Radio Rounds
- Today's Stories. Tomorrow's Doctors.
- Genre: Medical Talk Show
- Running time: 30 min
- Country of origin: United States
- Language: English
- Home station: WYSO, WWSU
- Hosted by: Avash Kalra Lakshman Swamy John Corker Sam Roberto Teresa Lee
- Created by: Avash Kalra
- Executive producers: Shamie Das Yojan Patel Sarah Buckingham
- Recording studio: Dayton, Ohio
- Original release: 2009 – present
- Website: http://www.radiorounds.org

= Radio Rounds =

Radio Rounds is a medical radio talk show produced and hosted entirely by medical students.

With an official tagline stating "Today's Stories / Tomorrow's Doctors" and targeting an audience that includes the general public, medical students, and physicians, Radio Rounds is the first radio program in the United States produced entirely by medical students.

Created in 2008 by medical student Avash Kalra and founded as a 501(c)(3) nonprofit organization by Kalra, Lakshman Swamy, and Shamie Das, Radio Rounds premiered on April 12, 2009. Since that time, Radio Rounds has featured over 100 guests, including Pulitzer Prize winners, decorated global health workers, and even a former U.S presidential candidate. By hosting guests such as world-renowned physician and author Rachel Naomi Remen and NBA Team Physician of the Year Brian Cole (Chicago Bulls), the show has focused on showcasing qualities of medicine such as humanism and empathy and has created a dialogue about the practice of medicine from different perspectives.

Radio Rounds airs every Sunday afternoon from 12 p.m. to 12:30 p.m. ET, via live streaming audio on the program's website, and on National Public Radio (NPR) affiliate station WYSO. Free podcasts of each episode are also available on iTunes, and those can be accessed via the show's website, www.radiorounds.org, or by searching the iTunes Store for "Radio Rounds."

==History==
Radio Rounds was founded in 2008, and after several months of preparation and marketing, the program premiered on April 12, 2009.

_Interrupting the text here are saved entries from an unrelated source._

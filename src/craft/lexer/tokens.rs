//! Token definitions for the craft recipe notation.
//!
//! The raw scanner is a logos lexer over character classes; the token stream
//! the grammar consumes is assembled on top of it by
//! [`lex`](crate::craft::lexer::lex), which handles literal accumulation and
//! classification.

use logos::Logos;
use serde::Serialize;
use std::fmt;

/// Character-class tokens produced by the raw scanner.
///
/// Whitespace (space, tab, newline) and `#` line comments are skipped here.
/// Literal text arrives as `Fragment` runs; a single literal may span several
/// fragments because whitespace and comments interrupt the scan but not the
/// literal, so fragments are stitched back together by the assembly pass.
#[derive(Logos, Debug, PartialEq, Eq, Clone, Copy)]
#[logos(skip r"[ \t\n]+")]
#[logos(skip r"#[^\n]*")]
pub enum RawToken {
    #[token("(")]
    OpenParen,

    #[token(")")]
    CloseParen,

    #[token("*")]
    Star,

    #[token(",")]
    Comma,

    // Anything that is not punctuation, whitespace, or a comment start.
    #[regex(r"[^ \t\n(),*#]+")]
    Fragment,
}

/// Kinds of the assembled token stream.
#[derive(Debug, Clone, Copy, PartialEq, Eq, Serialize)]
pub enum TokenKind {
    OpenParen,
    CloseParen,
    Multiply,
    Separator,
    Int,
    Float,
    Ident,
}

impl TokenKind {
    /// Classify a literal buffer.
    ///
    /// Classification is purely syntactic: a buffer that parses as a 32-bit
    /// float is `Float` when it contains a literal `.` and `Int` otherwise;
    /// anything unparseable is an `Ident`. `3.0` and `3` classify differently
    /// despite equal magnitude.
    pub fn classify(text: &str) -> TokenKind {
        if text.parse::<f32>().is_ok() {
            if text.contains('.') {
                TokenKind::Float
            } else {
                TokenKind::Int
            }
        } else {
            TokenKind::Ident
        }
    }

    /// Check if this kind carries literal text from the document.
    pub fn is_literal(&self) -> bool {
        matches!(self, TokenKind::Int | TokenKind::Float | TokenKind::Ident)
    }
}

impl fmt::Display for TokenKind {
    fn fmt(&self, f: &mut fmt::Formatter<'_>) -> fmt::Result {
        let name = match self {
            TokenKind::OpenParen => "OPEN_PAREN",
            TokenKind::CloseParen => "CLOSE_PAREN",
            TokenKind::Multiply => "MULTIPLY",
            TokenKind::Separator => "SEPARATOR",
            TokenKind::Int => "INT",
            TokenKind::Float => "FLOAT",
            TokenKind::Ident => "IDENT",
        };
        write!(f, "{}", name)
    }
}

/// One token of the craft notation: a kind plus its source text.
///
/// Created once by the tokenizer, immutable, consumed once by the parser.
#[derive(Debug, Clone, PartialEq, Serialize)]
pub struct Token {
    pub kind: TokenKind,
    pub text: String,
}

impl Token {
    pub fn new(kind: TokenKind, text: impl Into<String>) -> Self {
        Token {
            kind,
            text: text.into(),
        }
    }
}

impl fmt::Display for Token {
    fn fmt(&self, f: &mut fmt::Formatter<'_>) -> fmt::Result {
        write!(f, "{:<15} --- {}", self.text, self.kind)
    }
}
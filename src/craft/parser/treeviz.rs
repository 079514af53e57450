//! Treeviz formatter for syntax trees.

use super::syntax::SyntaxNode;

/// Render a syntax tree as a box-drawing diagram, root first.
pub fn to_treeviz_str(root: &SyntaxNode) -> String {
    let mut result = String::new();
    result.push_str(&root.label());
    result.push('\n');
    for (i, child) in root.children.iter().enumerate() {
        let is_last = i == root.children.len() - 1;
        append_node(&mut result, child, "", is_last);
    }
    result
}

fn append_node(result: &mut String, node: &SyntaxNode, prefix: &str, is_last: bool) {
    let connector = if is_last { "└─" } else { "├─" };
    result.push_str(&format!("{}{} {}\n", prefix, connector, node.label()));

    let new_prefix = format!("{}{}", prefix, if is_last { "  " } else { "│ " });
    for (i, child) in node.children.iter().enumerate() {
        append_node(result, child, &new_prefix, i == node.children.len() - 1);
    }
}
//! Parsing for the craft recipe notation.
//!
//! [`grammar`] turns the token stream into the raw syntax tree, [`transform`]
//! removes the wrapper nodes the grammar's single-alternative productions
//! introduce, and [`treeviz`] renders any tree stage for inspection.

pub mod grammar;
pub mod syntax;
pub mod transform;
pub mod treeviz;

pub use grammar::{parse, ParseError};
pub use syntax::{SyntaxNode, SyntaxTag};
pub use transform::{collapse_chains, flatten_expressions};
pub use treeviz::to_treeviz_str;
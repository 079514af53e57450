//! Processing API for craft recipe documents.
//!
//! An extensible interface over the pipeline: pick a stage (token stream,
//! syntax tree at a normalization stage, or the full balance run) and an
//! output format. The balance stage is what the binary prints by default:
//! every tree stage rendered as a treeviz diagram followed by the
//! equilibrium map, one line per element.

use std::fmt;

use serde::Serialize;

use crate::craft::lexer::{lex, Token};
use crate::craft::parser::{
    collapse_chains, flatten_expressions, parse, to_treeviz_str, SyntaxNode,
};
use crate::craft::recipe::build_recipe_tree;
use crate::craft::solver::{solve, EquilibriumMap};

/// Which pipeline stage to extract.
#[derive(Debug, Clone, Copy, PartialEq, Eq)]
pub enum ProcessingStage {
    Tokens,
    Tree(TreeStage),
    Balance,
}

/// How far to normalize the syntax tree before rendering it.
#[derive(Debug, Clone, Copy, PartialEq, Eq)]
pub enum TreeStage {
    Raw,
    Collapsed,
    Flattened,
}

impl TreeStage {
    /// Parse a stage name as passed on the command line.
    pub fn from_string(stage: &str) -> Result<Self, ProcessingError> {
        match stage {
            "raw" => Ok(TreeStage::Raw),
            "collapsed" => Ok(TreeStage::Collapsed),
            "flat" => Ok(TreeStage::Flattened),
            _ => Err(ProcessingError::InvalidStage(stage.to_string())),
        }
    }
}

/// The output format.
#[derive(Debug, Clone, Copy, PartialEq, Eq)]
pub enum OutputFormat {
    Simple,
    Json,
    Treeviz,
}

impl OutputFormat {
    /// Parse a format name as passed on the command line.
    pub fn from_string(format: &str) -> Result<Self, ProcessingError> {
        match format {
            "simple" => Ok(OutputFormat::Simple),
            "json" => Ok(OutputFormat::Json),
            "treeviz" => Ok(OutputFormat::Treeviz),
            _ => Err(ProcessingError::InvalidFormat(format.to_string())),
        }
    }
}

/// A complete processing specification: stage plus format, validated for
/// compatibility at construction.
#[derive(Debug, Clone, Copy, PartialEq, Eq)]
pub struct ProcessingSpec {
    pub stage: ProcessingStage,
    pub format: OutputFormat,
}

impl ProcessingSpec {
    pub fn new(stage: ProcessingStage, format: OutputFormat) -> Result<Self, ProcessingError> {
        match (stage, format) {
            (ProcessingStage::Tokens, OutputFormat::Treeviz) => {
                Err(ProcessingError::IncompatibleSpec(
                    "format 'treeviz' only works with the tree stage".to_string(),
                ))
            }
            (ProcessingStage::Tree(_), OutputFormat::Simple) => {
                Err(ProcessingError::IncompatibleSpec(
                    "the tree stage renders as 'treeviz' or 'json'".to_string(),
                ))
            }
            (ProcessingStage::Balance, OutputFormat::Treeviz) => {
                Err(ProcessingError::IncompatibleSpec(
                    "the balance stage renders as 'simple' or 'json'".to_string(),
                ))
            }
            _ => Ok(ProcessingSpec { stage, format }),
        }
    }
}

/// Errors that can occur during processing.
#[derive(Debug, Clone, PartialEq)]
pub enum ProcessingError {
    InvalidStage(String),
    InvalidFormat(String),
    IncompatibleSpec(String),
    ParseFailed(String),
    RecipeFailed(String),
    SerializeFailed(String),
}

impl fmt::Display for ProcessingError {
    fn fmt(&self, f: &mut fmt::Formatter<'_>) -> fmt::Result {
        match self {
            ProcessingError::InvalidStage(stage) => write!(f, "invalid stage: {}", stage),
            ProcessingError::InvalidFormat(format) => write!(f, "invalid format: {}", format),
            ProcessingError::IncompatibleSpec(msg) => write!(f, "incompatible spec: {}", msg),
            ProcessingError::ParseFailed(msg) => write!(f, "parse failed: {}", msg),
            ProcessingError::RecipeFailed(msg) => write!(f, "recipe extraction failed: {}", msg),
            ProcessingError::SerializeFailed(msg) => write!(f, "serialization failed: {}", msg),
        }
    }
}

impl std::error::Error for ProcessingError {}

/// The full balance run: every tree stage plus the equilibrium map.
#[derive(Debug, Clone, Serialize)]
pub struct BalanceReport {
    pub raw_tree: SyntaxNode,
    pub collapsed_tree: SyntaxNode,
    pub flattened_tree: SyntaxNode,
    pub equilibrium: EquilibriumMap,
}

impl BalanceReport {
    /// Human-readable rendering: the three trees, a divider, then one line
    /// per element.
    pub fn render(&self) -> String {
        let mut out = String::new();
        out.push_str(&to_treeviz_str(&self.raw_tree));
        out.push('\n');
        out.push_str(&to_treeviz_str(&self.collapsed_tree));
        out.push('\n');
        out.push_str(&to_treeviz_str(&self.flattened_tree));
        out.push('\n');
        out.push_str(&"-".repeat(80));
        out.push('\n');
        for (name, equilibrium) in &self.equilibrium {
            out.push_str(&format!("{:>16}\t{}\n", name, equilibrium));
        }
        out
    }
}

/// Run the full pipeline on a source document.
pub fn balance_source(source: &str) -> Result<BalanceReport, ProcessingError> {
    let tokens = lex(source);
    let raw_tree = parse(&tokens).map_err(|e| ProcessingError::ParseFailed(e.to_string()))?;

    let mut collapsed_tree = raw_tree.clone();
    collapse_chains(&mut collapsed_tree);

    let mut flattened_tree = collapsed_tree.clone();
    flatten_expressions(&mut flattened_tree);

    let recipe = build_recipe_tree(&flattened_tree)
        .map_err(|e| ProcessingError::RecipeFailed(e.to_string()))?;
    let equilibrium = solve(&recipe);

    Ok(BalanceReport {
        raw_tree,
        collapsed_tree,
        flattened_tree,
        equilibrium,
    })
}

/// Process a source document according to the given specification.
pub fn process_source(source: &str, spec: &ProcessingSpec) -> Result<String, ProcessingError> {
    match spec.stage {
        ProcessingStage::Tokens => {
            let tokens = lex(source);
            format_tokens(&tokens, spec.format)
        }
        ProcessingStage::Tree(tree_stage) => {
            let tree = syntax_tree(source, tree_stage)?;
            match spec.format {
                OutputFormat::Treeviz => Ok(to_treeviz_str(&tree)),
                _ => to_json(&tree),
            }
        }
        ProcessingStage::Balance => {
            let report = balance_source(source)?;
            match spec.format {
                OutputFormat::Json => to_json(&report),
                _ => Ok(report.render()),
            }
        }
    }
}

/// Parse a document and normalize the tree to the requested stage.
pub fn syntax_tree(source: &str, stage: TreeStage) -> Result<SyntaxNode, ProcessingError> {
    let tokens = lex(source);
    let mut tree = parse(&tokens).map_err(|e| ProcessingError::ParseFailed(e.to_string()))?;
    if stage != TreeStage::Raw {
        collapse_chains(&mut tree);
    }
    if stage == TreeStage::Flattened {
        flatten_expressions(&mut tree);
    }
    Ok(tree)
}

fn format_tokens(tokens: &[Token], format: OutputFormat) -> Result<String, ProcessingError> {
    match format {
        OutputFormat::Json => to_json(&tokens),
        _ => {
            let mut out = String::new();
            for token in tokens {
                out.push_str(&format!("{}\n", token));
            }
            Ok(out)
        }
    }
}

fn to_json<T: Serialize>(value: &T) -> Result<String, ProcessingError> {
    serde_json::to_string_pretty(value).map_err(|e| ProcessingError::SerializeFailed(e.to_string()))
}
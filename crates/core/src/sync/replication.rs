//! Write-through replication of local mutations.
//!
//! Each committed local mutation is translated to remote field names and sent
//! to the remote store. If the call fails, or if earlier mutations for the
//! same table are still queued, the mutation is appended to the offline queue
//! instead. Nothing here ever fails the local write.

use std::sync::Arc;
use std::time::Duration;

use async_trait::async_trait;
use policydesk_domain::constants::DEFAULT_HOOK_TIMEOUT_MS;
use policydesk_domain::{mapping, QueueOperation, QueuedMutation, Record, Table};
use serde_json::{json, Value};
use tokio::time::timeout;
use tracing::{debug, error, warn};

use super::errors::RemoteError;
use super::events::{SyncEvent, SyncEvents};
use super::ports::RemoteStore;
use super::queue::{is_already_applied, truncate_reason, OfflineQueue};
use crate::store::{HookRegistry, MutationEvent, MutationHook};

/// A mutation ready for the remote store.
struct RemoteMutation {
    table: Table,
    operation: QueueOperation,
    record_id: String,
    payload: Record,
}

/// [`MutationHook`] that pushes local mutations to the remote store.
pub struct ReplicationHook {
    remote: Arc<dyn RemoteStore>,
    queue: Arc<OfflineQueue>,
    events: SyncEvents,
    call_timeout: Duration,
}

impl ReplicationHook {
    /// Hook sending to `remote` and deferring into `queue`.
    pub fn new(remote: Arc<dyn RemoteStore>, queue: Arc<OfflineQueue>, events: SyncEvents) -> Self {
        Self {
            remote,
            queue,
            events,
            call_timeout: Duration::from_millis(DEFAULT_HOOK_TIMEOUT_MS),
        }
    }

    /// Bound for each direct remote call.
    pub fn with_call_timeout(mut self, call_timeout: Duration) -> Self {
        self.call_timeout = call_timeout;
        self
    }

    /// Register this hook for every mutation kind on each of `tables`.
    pub fn install(self: Arc<Self>, registry: &HookRegistry, tables: &[Table]) {
        let hook: Arc<dyn MutationHook> = self;
        for table in tables {
            registry.register_all_kinds(*table, &hook);
        }
    }

    async fn send(&self, mutation: &RemoteMutation) -> Result<(), RemoteError> {
        let call = async {
            match mutation.operation {
                QueueOperation::Insert => {
                    self.remote.insert(mutation.table, &mutation.payload).await.map(drop)
                }
                QueueOperation::Update => self
                    .remote
                    .update(mutation.table, &mutation.record_id, &mutation.payload)
                    .await
                    .map(drop),
                QueueOperation::Delete => {
                    self.remote.delete(mutation.table, &mutation.record_id).await
                }
            }
        };
        timeout(self.call_timeout, call)
            .await
            .unwrap_or(Err(RemoteError::Timeout(self.call_timeout)))
    }

    async fn defer(&self, mutation: RemoteMutation, reason: String) {
        let RemoteMutation { table, operation, record_id, payload } = mutation;
        let mut entry = QueuedMutation::new(table, operation, record_id.clone(), payload);
        entry.last_error = Some(truncate_reason(&reason));

        match self.queue.enqueue(entry).await {
            Ok(_) => {
                self.events.publish(SyncEvent::ReplicationDeferred {
                    table,
                    operation,
                    record_id,
                    reason,
                });
            }
            Err(err) => {
                error!(%table, %operation, %record_id, error = %err, "failed to queue mutation");
                self.events.publish(SyncEvent::ReplicationLost {
                    table,
                    operation,
                    record_id,
                    error: err.to_string(),
                });
            }
        }
    }
}

#[async_trait]
impl MutationHook for ReplicationHook {
    async fn on_mutation(&self, event: &MutationEvent) {
        let mutation = match to_remote_mutation(event) {
            Ok(mutation) => mutation,
            Err(err) => {
                let record_id = event.record_id().unwrap_or_default().to_string();
                error!(table = %event.table(), %record_id, error = %err, "mutation not replicable");
                self.events.publish(SyncEvent::ReplicationLost {
                    table: event.table(),
                    operation: operation_for(event),
                    record_id,
                    error: err.to_string(),
                });
                return;
            }
        };

        // Queued work for this table must replay first.
        match self.queue.is_blocked(mutation.table).await {
            Ok(false) => {}
            Ok(true) => {
                debug!(table = %mutation.table, "earlier mutations pending, queueing");
                self.defer(mutation, "queued behind pending mutations".to_string()).await;
                return;
            }
            Err(err) => {
                warn!(table = %mutation.table, error = %err, "queue state unavailable, queueing");
                self.defer(mutation, err.to_string()).await;
                return;
            }
        }

        match self.send(&mutation).await {
            Ok(()) => {}
            Err(err) if is_already_applied(mutation.operation, &err) => {
                debug!(table = %mutation.table, record_id = %mutation.record_id, "already applied remotely");
            }
            Err(err) => {
                warn!(
                    table = %mutation.table,
                    operation = %mutation.operation,
                    record_id = %mutation.record_id,
                    error = %err,
                    "remote write failed, mutation queued"
                );
                self.defer(mutation, err.to_string()).await;
                return;
            }
        }

        self.events.publish(SyncEvent::Replicated {
            table: mutation.table,
            operation: mutation.operation,
            record_id: mutation.record_id,
        });
    }
}

fn operation_for(event: &MutationEvent) -> QueueOperation {
    match event {
        MutationEvent::Creating { .. } => QueueOperation::Insert,
        MutationEvent::Updating { .. } => QueueOperation::Update,
        MutationEvent::Deleting { .. } => QueueOperation::Delete,
    }
}

fn to_remote_mutation(event: &MutationEvent) -> policydesk_domain::Result<RemoteMutation> {
    let operation = operation_for(event);
    let mutation = match event {
        MutationEvent::Creating { table, record } => RemoteMutation {
            table: *table,
            operation,
            record_id: policydesk_domain::record_id(record)?.to_string(),
            payload: mapping::to_remote(*table, record)?,
        },
        MutationEvent::Updating { table, id, changes } => RemoteMutation {
            table: *table,
            operation,
            record_id: id.clone(),
            payload: mapping::to_remote(*table, changes)?,
        },
        MutationEvent::Deleting { table, id } => RemoteMutation {
            table: *table,
            operation,
            record_id: id.clone(),
            payload: id_payload(id),
        },
    };
    Ok(mutation)
}

fn id_payload(id: &str) -> Record {
    match json!({ "id": id }) {
        Value::Object(map) => map,
        _ => Record::new(),
    }
}

#[cfg(test)]
mod tests {
    use serde_json::json;
    use tokio::sync::Mutex as TokioMutex;

    use super::*;
    use crate::store::{LocalStore, MemoryRecordStore};
    use crate::sync::errors::BackendPayload;
    use crate::sync::memory_queue::MemoryQueueStorage;

    #[derive(Default)]
    struct ScriptedRemote {
        offline: TokioMutex<bool>,
        calls: TokioMutex<Vec<(QueueOperation, Table, Record)>>,
    }

    impl ScriptedRemote {
        async fn call(
            &self,
            op: QueueOperation,
            table: Table,
            payload: Record,
        ) -> Result<Record, RemoteError> {
            if *self.offline.lock().await {
                return Err(RemoteError::Network("offline".into()));
            }
            self.calls.lock().await.push((op, table, payload.clone()));
            Ok(payload)
        }
    }

    #[async_trait]
    impl RemoteStore for ScriptedRemote {
        async fn insert(&self, table: Table, row: &Record) -> Result<Record, RemoteError> {
            self.call(QueueOperation::Insert, table, row.clone()).await
        }

        async fn update(
            &self,
            table: Table,
            _id: &str,
            changes: &Record,
        ) -> Result<Record, RemoteError> {
            self.call(QueueOperation::Update, table, changes.clone()).await
        }

        async fn delete(&self, table: Table, id: &str) -> Result<(), RemoteError> {
            self.call(QueueOperation::Delete, table, id_payload(id)).await.map(drop)
        }

        async fn select_all(&self, _table: Table) -> Result<Vec<Record>, RemoteError> {
            Ok(Vec::new())
        }

        async fn ping(&self) -> Result<(), RemoteError> {
            if *self.offline.lock().await {
                Err(RemoteError::Server { status: 503, payload: BackendPayload::default() })
            } else {
                Ok(())
            }
        }
    }

    fn record(value: serde_json::Value) -> Record {
        value.as_object().cloned().unwrap()
    }

    fn wire() -> (LocalStore, Arc<ScriptedRemote>, Arc<OfflineQueue>, SyncEvents) {
        let remote = Arc::new(ScriptedRemote::default());
        let events = SyncEvents::default();
        let queue = Arc::new(OfflineQueue::new(
            Arc::new(MemoryQueueStorage::new()),
            remote.clone(),
            events.clone(),
        ));
        let local = LocalStore::new(Arc::new(MemoryRecordStore::new()));
        Arc::new(ReplicationHook::new(remote.clone(), queue.clone(), events.clone()))
            .install(local.hooks(), &Table::ALL);
        (local, remote, queue, events)
    }

    #[tokio::test]
    async fn online_writes_reach_remote_with_remote_names() {
        let (local, remote, queue, events) = wire();

        local
            .insert(
                Table::Vehicles,
                record(json!({ "id": "v1", "plate": "34ABC", "customerId": "c1" })),
            )
            .await
            .unwrap();
        local
            .update(Table::Vehicles, "v1", record(json!({ "chassisNumber": "X9" })))
            .await
            .unwrap();
        local.flush_hooks().await;

        let calls = remote.calls.lock().await;
        assert_eq!(calls[0].2.get("customer_id"), Some(&json!("c1")));
        assert_eq!(calls[1].2, record(json!({ "chassis_number": "X9" })));
        assert!(queue.is_empty().await.unwrap());
        assert_eq!(events.stats().replicated, 2);
    }

    #[tokio::test]
    async fn offline_writes_are_queued_and_later_writes_stay_behind_them() {
        let (local, remote, queue, events) = wire();
        *remote.offline.lock().await = true;

        local.insert(Table::Policies, record(json!({ "id": "p1", "price": 10.0 }))).await.unwrap();
        local.flush_hooks().await;
        *remote.offline.lock().await = false;
        local.update(Table::Policies, "p1", record(json!({ "price": 12.5 }))).await.unwrap();
        local.delete(Table::Policies, "p1").await.unwrap();
        local.flush_hooks().await;

        assert!(remote.calls.lock().await.is_empty());
        let ops: Vec<_> = queue.entries().await.unwrap().iter().map(|e| e.operation).collect();
        assert_eq!(ops, [QueueOperation::Insert, QueueOperation::Update, QueueOperation::Delete]);
        assert_eq!(queue.entries().await.unwrap()[2].payload, record(json!({ "id": "p1" })));
        assert_eq!(events.stats().deferred, 3);
    }

    #[tokio::test]
    async fn unmapped_fields_are_reported_not_replicated() {
        let event = MutationEvent::Updating {
            table: Table::Users,
            id: "u1".into(),
            changes: record(json!({ "nickname": "x" })),
        };
        let remote = Arc::new(ScriptedRemote::default());
        let events = SyncEvents::default();
        let queue = Arc::new(OfflineQueue::new(
            Arc::new(MemoryQueueStorage::new()),
            remote.clone(),
            events.clone(),
        ));
        let hook = ReplicationHook::new(remote.clone(), queue.clone(), events.clone());

        hook.on_mutation(&event).await;

        assert_eq!(events.stats().lost, 1);
        assert!(queue.is_empty().await.unwrap());
        assert!(remote.calls.lock().await.is_empty());
    }
}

With medical students Avash Kalra and Lakshman Swamy as the original hosts, the premiere episode broke the all-time WWSU record for online listenership, and the show was subsequently featured in a front page story of the following week's The Guardian, Wright State University's student newspaper. A transcribed interview with Kalra and Swamy was later published in the Spring/Summer 2009 edition of Vital Signs, a magazine produced for the Boonshoft School of Medicine. In it, Kalra explained his motivation for wanting to create the show, saying,
"Part of the culture of medicine involves medical students listening to and learning from mentors. So, we thought, why not do something like that on a weekly basis, but in a fun and engaging way?"

Added Swamy,
"Doctors seem to appreciate the idea of talking about medicine, creating a dialog about what makes the practice of health care so unique. This idea is one of the core visions of the project—to create a forum for the discussion of physicianhood
itself."

Season Two of Radio Rounds premiered on August 9, 2009. The second season of Radio Rounds, which featured a lineup of accomplished physician-authors, concluded on December 6, 2009 with a special interview with Pulitzer Prize–winning author Tracy Kidder. Another Season Two highlight was a unique live-audience talk show at a regional American Medical Students Association conference, in which Kalra, Swamy, and Das interviewed U.S. Congresswoman Jan Schakowsky.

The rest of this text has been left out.